**WHAT THIS TASK INVOLVES**
Scan the data, and whenever a line contains "DecodedImage", copy it.

**DATA EXTRACTS**

*** Begin section ***

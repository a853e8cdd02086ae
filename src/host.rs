//! Presentation side of a session. The engine decides what to show; the host
//! shows it.

use std::io::Write;
use std::path::Path;
use std::sync::Arc;

use tracing::warn;

use crate::preload::DecodedImage;

/// Implemented by whatever embeds the navigator (a window, a terminal, a test).
pub trait PresentationHost {
    fn display_still(&mut self, image: Arc<DecodedImage>);
    fn display_video(&mut self, path: &Path);
    fn set_title(&mut self, title: &str);
}

/// Writes one line per display event. Used by the `igal` binary.
pub struct ConsoleHost<W: Write> {
    out: W,
}

impl ConsoleHost<std::io::Stdout> {
    pub fn stdout() -> Self {
        ConsoleHost {
            out: std::io::stdout(),
        }
    }
}

impl<W: Write> ConsoleHost<W> {
    pub fn new(out: W) -> Self {
        ConsoleHost { out }
    }

    pub fn into_inner(self) -> W {
        self.out
    }

    fn emit(&mut self, line: std::fmt::Arguments<'_>) {
        if let Err(e) = writeln!(self.out, "{}", line).and_then(|_| self.out.flush()) {
            warn!("host: write failed: {}", e);
        }
    }
}

impl<W: Write> PresentationHost for ConsoleHost<W> {
    fn display_still(&mut self, image: Arc<DecodedImage>) {
        self.emit(format_args!("still {}x{}", image.width, image.height));
    }

    fn display_video(&mut self, path: &Path) {
        self.emit(format_args!("video {}", path.display()));
    }

    fn set_title(&mut self, title: &str) {
        self.emit(format_args!("title {}", title));
    }
}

*** End section ***

**RESPONSE AREA**
use crate::preload::DecodedImage;
    fn display_still(&mut self, image: Arc<DecodedImage>);
    fn display_still(&mut self, image: Arc<DecodedImage>) {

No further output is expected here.